3/5/01 “Drew Id” sean_atlas@yahoo.com

As someone else mentioned, it can be hard to create a plot that is designed to be funny, but you can take a basic plot and fill it with NPC's that are designed to be funny. The best advice I can give is to have the goal of the small side quest be something stupid, but important to some people, like kidnapping the princess's dog, or something like that. Then throw in the stupidest NPC's you can think up, and then make them even stupider. NPC's that bicker and insult one another are good, as are NPC's that can embarrass the PC's. Also, NPC's that will absolutely refuse to admit something (or that can not be convinced of something) that is otherwise extremely obvious. An example would be a pickpocket that is caught red-handed with their hand stuck in a PC's pocket and they can't get their hand out, and yet the pickpocket denies that they were doing anything wrong, even under the most extreme questioning.

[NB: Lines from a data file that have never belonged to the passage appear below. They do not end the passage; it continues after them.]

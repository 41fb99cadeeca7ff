//! Booking product to `product.product` mapping.

use rust_decimal::Decimal;
use serde::{Deserialize, Serialize};
use serde_json::json;
use tracing::instrument;

use booking_bridge_core::{ErpProductId, ProductType};

use super::{ResolveError, amount_value, insert_some};
use crate::odoo::{OdooRpc, Reattach, Values, create_with_fallback, write_with_fallback};

const MODEL: &str = "product.product";
const EXTERNAL_ID_FIELD: &str = "x_booking_product_id";
const CUSTOM_FIELDS: &[&str] = &[EXTERNAL_ID_FIELD, "x_product_type"];

/// Catalog data used to find or create the Odoo product.
#[derive(Debug, Clone, PartialEq, Eq, Serialize, Deserialize)]
pub struct ProductInput {
    /// Booking store product UUID.
    pub external_id: String,
    pub name: String,
    pub description: Option<String>,
    pub product_type: ProductType,
    /// Public price per adult, major units.
    pub list_price: Decimal,
}

/// How the product was found.
#[derive(Debug, Clone, Copy, PartialEq, Eq, Serialize)]
#[serde(rename_all = "snake_case")]
pub enum ProductMatch {
    /// By `x_booking_product_id`.
    ExternalId,
    /// By case-insensitive exact name.
    Name,
    /// Not found; created.
    Created,
}

/// A resolved Odoo product.
#[derive(Debug, Clone, PartialEq, Eq, Serialize)]
pub struct ResolvedProduct {
    pub id: ErpProductId,
    pub matched: ProductMatch,
}

/// Find or create the Odoo product for a booking product.
///
/// Lookup order is the external UUID, then the exact name (ignoring case).
/// A product found by name gets the UUID written back when the database has
/// the field. New products are service products that can be sold and bought.
///
/// # Errors
///
/// Returns `ResolveError::Validation` when neither UUID nor name is usable,
/// and `ResolveError::Odoo` on search or create failures.
#[instrument(skip(rpc, input), fields(product = %input.external_id))]
pub async fn resolve_product(
    rpc: &dyn OdooRpc,
    input: &ProductInput,
) -> Result<ResolvedProduct, ResolveError> {
    let external_id = input.external_id.trim();
    let name = input.name.trim();
    if name.is_empty() {
        return Err(ResolveError::Validation("product name is required".to_string()));
    }

    let mut field_supported = true;
    if !external_id.is_empty() {
        match rpc
            .search(MODEL, json!([[EXTERNAL_ID_FIELD, "=", external_id]]), Some(1))
            .await
        {
            Ok(ids) => {
                if let Some(&id) = ids.first() {
                    return Ok(ResolvedProduct {
                        id: ErpProductId::new(id),
                        matched: ProductMatch::ExternalId,
                    });
                }
            }
            Err(e) if e.is_schema_drift() => {
                tracing::debug!("Product UUID field unavailable, matching by name");
                field_supported = false;
            }
            Err(e) => return Err(e.into()),
        }
    }

    let by_name = rpc
        .search(MODEL, json!([["name", "=ilike", name]]), Some(1))
        .await?;
    if let Some(&id) = by_name.first() {
        if field_supported && !external_id.is_empty() {
            let mut backfill = Values::new();
            backfill.insert(EXTERNAL_ID_FIELD.into(), json!(external_id));
            if let Err(e) = write_with_fallback(rpc, MODEL, &[id], &backfill, CUSTOM_FIELDS).await {
                tracing::debug!(product_id = id, error = %e, "UUID backfill failed");
            }
        }
        return Ok(ResolvedProduct {
            id: ErpProductId::new(id),
            matched: ProductMatch::Name,
        });
    }

    let mut values = Values::new();
    values.insert("name".into(), json!(name));
    values.insert("type".into(), json!("service"));
    values.insert("list_price".into(), amount_value(input.list_price));
    values.insert("sale_ok".into(), json!(true));
    values.insert("purchase_ok".into(), json!(true));
    insert_some(&mut values, "description_sale", input.description.as_deref());
    if field_supported {
        insert_some(&mut values, EXTERNAL_ID_FIELD, Some(external_id));
        values.insert("x_product_type".into(), json!(input.product_type.as_str()));
    }

    let outcome = create_with_fallback(rpc, MODEL, &values, CUSTOM_FIELDS, Reattach::Together).await?;
    tracing::info!(
        product_id = outcome.id,
        degraded = outcome.degraded,
        "Created Odoo product"
    );
    Ok(ResolvedProduct {
        id: ErpProductId::new(outcome.id),
        matched: ProductMatch::Created,
    })
}

#[cfg(test)]
#[allow(clippy::unwrap_used)]
mod tests {
    use super::*;
    use crate::testing::FakeOdoo;

    fn kayak() -> ProductInput {
        ProductInput {
            external_id: "5f1c9a2e-1111-4c3b-9d7e-0a1b2c3d4e5f".to_string(),
            name: "Kayak Tour".to_string(),
            description: Some("Two hours on the lake".to_string()),
            product_type: ProductType::Experience,
            list_price: Decimal::new(50, 0),
        }
    }

    #[tokio::test]
    async fn test_created_then_found_by_uuid() {
        let odoo = FakeOdoo::new();
        let first = resolve_product(&odoo, &kayak()).await.unwrap();
        assert_eq!(first.matched, ProductMatch::Created);

        let record = odoo.record("product.product", first.id.as_i64()).unwrap();
        assert_eq!(record["type"], json!("service"));
        assert_eq!(record["x_product_type"], json!("experience"));
        assert_eq!(record["list_price"], json!(50.0));

        let second = resolve_product(&odoo, &kayak()).await.unwrap();
        assert_eq!(second.id, first.id);
        assert_eq!(second.matched, ProductMatch::ExternalId);
        assert_eq!(odoo.count("product.product"), 1);
    }

    #[tokio::test]
    async fn test_name_match_backfills_uuid() {
        let odoo = FakeOdoo::new();
        let existing = odoo.insert("product.product", json!({"name": "KAYAK TOUR"}));
        let resolved = resolve_product(&odoo, &kayak()).await.unwrap();
        assert_eq!(resolved.id.as_i64(), existing);
        assert_eq!(resolved.matched, ProductMatch::Name);

        let record = odoo.record("product.product", existing).unwrap();
        assert_eq!(record["x_booking_product_id"], json!(kayak().external_id));
    }

    #[tokio::test]
    async fn test_without_custom_fields_matches_by_name() {
        let odoo = FakeOdoo::new().without_custom_fields();
        let first = resolve_product(&odoo, &kayak()).await.unwrap();
        assert_eq!(first.matched, ProductMatch::Created);
        let second = resolve_product(&odoo, &kayak()).await.unwrap();
        assert_eq!(second.id, first.id);
        assert_eq!(second.matched, ProductMatch::Name);
        assert_eq!(odoo.count("product.product"), 1);
    }

    #[tokio::test]
    async fn test_partial_custom_fields_degrade_to_standard_create() {
        let odoo = FakeOdoo::new().with_unknown_field("product.product", "x_product_type");
        let resolved = resolve_product(&odoo, &kayak()).await.unwrap();
        let record = odoo.record("product.product", resolved.id.as_i64()).unwrap();
        assert_eq!(record["name"], json!("Kayak Tour"));
        assert_eq!(record["description_sale"], json!("Two hours on the lake"));
        assert!(record.get("x_product_type").is_none());
    }
}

One NPC I created a while back and have never found a good spot to bring into an adventure was an old retired (and slightly crazy) fighter, who had been knocked unconscious by some bandits on a country road. When he woke up, he was convinced that he had died, and that he was now a ghost, and that he could not pass on to the afterlife until he had avenged himself. What was worse, is that he believed that he could make himself invisible, and would often pick up objects, such as someone's mug of ale in a tavern, and then walk around the room with it, moaning “ooooooooh”, like he was a ghost, and then set it back down again, because it was part of his occasional “required haunting duties”. He was convinced he would walk through walls, could not be harmed by normal weapons, could not enter holy areas, etc. and no amount of arguing and no amount of obvious evidence could convince him otherwise. For instance, if you pointed out that you could see him when he was “invisible”, you were obviously magical and you didn't count. He lived on the outskirts of some village, in an abandoned farmhouse, and the people there had gotten used to him and tended to feed into his beliefs, which just made it worse.